Vivam as Faculdades de Letras!
"In illo tempore", quando os animais ainda não falavam e já se clamava, muito reaccionariamente, pelos costumes perdidos, Portugal dispunha de um Curso Superior de Letras, em Lisboa, a que Teófilo queria dar o comteano nome de Faculdade de Sociologia, e de uma Faculdade de Teologia, em Coimbra. Veio o paradigma positivista da Primeira República e a Teologia de Coimbra transformou-se na segunda Faculdade de Letras, até que Leonardo Coimbra, conseguiu, de forma antipositivista, criar a terceira, na capital do Norte. E ficaram três. E foram três mais outra que, em vez do nome napoleónico, preferiu traduzir de forma actualista o novo galicismo, ficando-se pela Nova.

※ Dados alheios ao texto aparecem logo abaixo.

use axum::http::{Request, StatusCode};
use axum::response::IntoResponse;
use chrono::NaiveTime;
use pretty_assertions::assert_eq;
use rstest::rstest;
use timetable_api::middleware::auth::{caller_from_parts, Caller, Role};
use timetable_api::middleware::error_handling::AppError;
use timetable_core::errors::{ConflictDetail, ConflictResource, TimetableError};
use uuid::Uuid;

fn t(h: u32, m: u32) -> NaiveTime {
    NaiveTime::from_hms_opt(h, m, 0).unwrap()
}

#[rstest]
#[case(TimetableError::NotFound("missing".into()), StatusCode::NOT_FOUND)]
#[case(TimetableError::Validation("bad".into()), StatusCode::BAD_REQUEST)]
#[case(TimetableError::Authentication("who".into()), StatusCode::UNAUTHORIZED)]
#[case(TimetableError::Authorization("no".into()), StatusCode::FORBIDDEN)]
#[case(TimetableError::Database(eyre::eyre!("down")), StatusCode::INTERNAL_SERVER_ERROR)]
fn test_error_status_mapping(#[case] err: TimetableError, #[case] expected: StatusCode) {
    let response = AppError(err).into_response();
    assert_eq!(response.status(), expected);
}

#[test]
fn test_conflict_maps_to_409() {
    let err = TimetableError::Conflict(ConflictDetail {
        resource: ConflictResource::Room,
        occupied_by: "Math".to_string(),
        start_time: t(9, 0),
        end_time: t(9, 55),
    });

    let response = AppError(err).into_response();
    assert_eq!(response.status(), StatusCode::CONFLICT);
}

fn parts_with_headers(headers: &[(&str, &str)]) -> axum::http::request::Parts {
    let mut builder = Request::builder().uri("/api/timetable");
    for (name, value) in headers {
        builder = builder.header(*name, *value);
    }
    builder.body(()).unwrap().into_parts().0
}

#[test]
fn test_caller_extraction() {
    let id = Uuid::new_v4();
    let parts = parts_with_headers(&[
        ("x-user-id", &id.to_string()),
        ("x-user-role", "professor"),
    ]);

    let caller = caller_from_parts(&parts).expect("Failed to extract caller");
    assert_eq!(caller.user_id, id);
    assert_eq!(caller.role, Role::Professor);
}

#[test]
fn test_caller_extraction_missing_headers() {
    let parts = parts_with_headers(&[]);
    assert!(matches!(
        caller_from_parts(&parts),
        Err(TimetableError::Authentication(_))
    ));

    let parts = parts_with_headers(&[("x-user-id", "not-a-uuid"), ("x-user-role", "admin")]);
    assert!(matches!(
        caller_from_parts(&parts),
        Err(TimetableError::Authentication(_))
    ));

    let parts = parts_with_headers(&[
        ("x-user-id", &Uuid::new_v4().to_string()),
        ("x-user-role", "superuser"),
    ]);
    assert!(matches!(
        caller_from_parts(&parts),
        Err(TimetableError::Authentication(_))
    ));
}

#[test]
fn test_role_checks() {
    let admin = Caller {
        user_id: Uuid::new_v4(),
        role: Role::Admin,
    };
    let professor = Caller {
        user_id: Uuid::new_v4(),
        role: Role::Professor,
    };
    let student = Caller {
        user_id: Uuid::new_v4(),
        role: Role::Student,
    };

    assert!(admin.require(Role::Admin).is_ok());
    assert!(matches!(
        professor.require(Role::Admin),
        Err(TimetableError::Authorization(_))
    ));

    assert!(admin.require_any(&[Role::Admin, Role::Professor]).is_ok());
    assert!(professor
        .require_any(&[Role::Admin, Role::Professor])
        .is_ok());
    assert!(matches!(
        student.require_any(&[Role::Admin, Role::Professor]),
        Err(TimetableError::Authorization(_))
    ));
}

#[rstest]
#[case("admin", Role::Admin)]
#[case("professor", Role::Professor)]
#[case("student", Role::Student)]
fn test_role_parse(#[case] raw: &str, #[case] expected: Role) {
    assert_eq!(raw.parse::<Role>().unwrap(), expected);
    assert_eq!(expected.as_str(), raw);
}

A certa altura, cereja puxando a cereja e cogumelo crescendo em explosão, surgiu o paradigma das fábricas dos professores, onde letrados formavam letrados para formarem mais letrados ainda, de tal maneira que, apesar de avaliadores, educionólogos, ornitólogos e outras espécies zooculturais, o número de escolas superiores letrais atingiu a bonita soma das quatro dezenas, tal como as duas de direito, antes de 1975, chegaram a cerca de duas dezenas. Foi o tempo do fartar, da quantidade matando a qualidade, quando era tudo crescimento demográfico, num semear sem semente de que agora estamos a colher o lixo. Porque nos esquecemos que "primeiro a aula, só depois o capítulo".
Parafraseando Paul Ricoeur, diremos que o mal político é, no seu sentido próprio, a mania das grandezas, a mania do que é grande. Isto é, quanto mais são os pequenitos que nos conformam, maior é o verbalismo fácil da inveja igualitária. Mas as altas expectativas geradas, quando confrontadas com as realizações, acabam por gerar a frustração, pelo que, muito esquizofrenicamente, passamos de bestiais a bestas, dos melhores do mundo a arrastados acompanhantes da cauda do pelotão. E quando o desencanto se apodera de nós, logo surgem brilhantes raciocínios que levam a culpa a morrer solteira, com muitos discursos de justificação e outras tantas desculpas
Muito ironicamente, talvez possamos um dia ler a seguinte nota de imprensa: alguns círculos geralmente bem informados comunicaram-nos que a Senhora Culpa acabou de proclamar que nunca pertenceu ao género feminino, à imagem e semelhança do respectivo concubino, o Senhor Estado, que também nunca se terá integrado naquilo que, até agora, parecia o género contrário. Os dois teúdos e manteúdos, em nome da paridade e da economia comum, que sempre praticaram, depois de assumirem o orgulho e a via do terceiro género, vão requerer solenemente a respectiva união de facto. O acto contratual, totalmente laico, será apadrinhado pela eterna esperança da nossa praça que assume, sem tragédia, o legado de Carlotinha Lobo d´Avila.
Ai de Portugal se se perder o impulso das velhas escolas públicas de teologia, literatura, história e filosofia. Fechar a magnífica escola dos Açores ou reduzir as sapientes escolas de Lisboa, Coimbra e Porto ao vegetar de alunos de média dez ou onze é cometer-se um crime contra a autonomia cultural portuguesa. Qualquer governo com saudades de futuro tomava imediatas medidas de emergência, mas sem cair na tentação corporativa e gerontocrática dos reformadores oficiosos. As escolas de Teófilo Braga, Hernâni Cidade, Vitorino Nemésio ou José Sebastião da Silva Dias são do melhor que Portugal produziu, a não ser que se pretenda acabar com Portugal. Transformá-las em sucedâneos de internacionalismo ou politologia é também matar o internacionalismo e a politologia e cair-se na tentação do nem carne nem peixe, para gáudio de Georgetown. Sem filosofia, sem história e sem literatura não há memória nem identidade e, logo, não poderá resistir Portugal.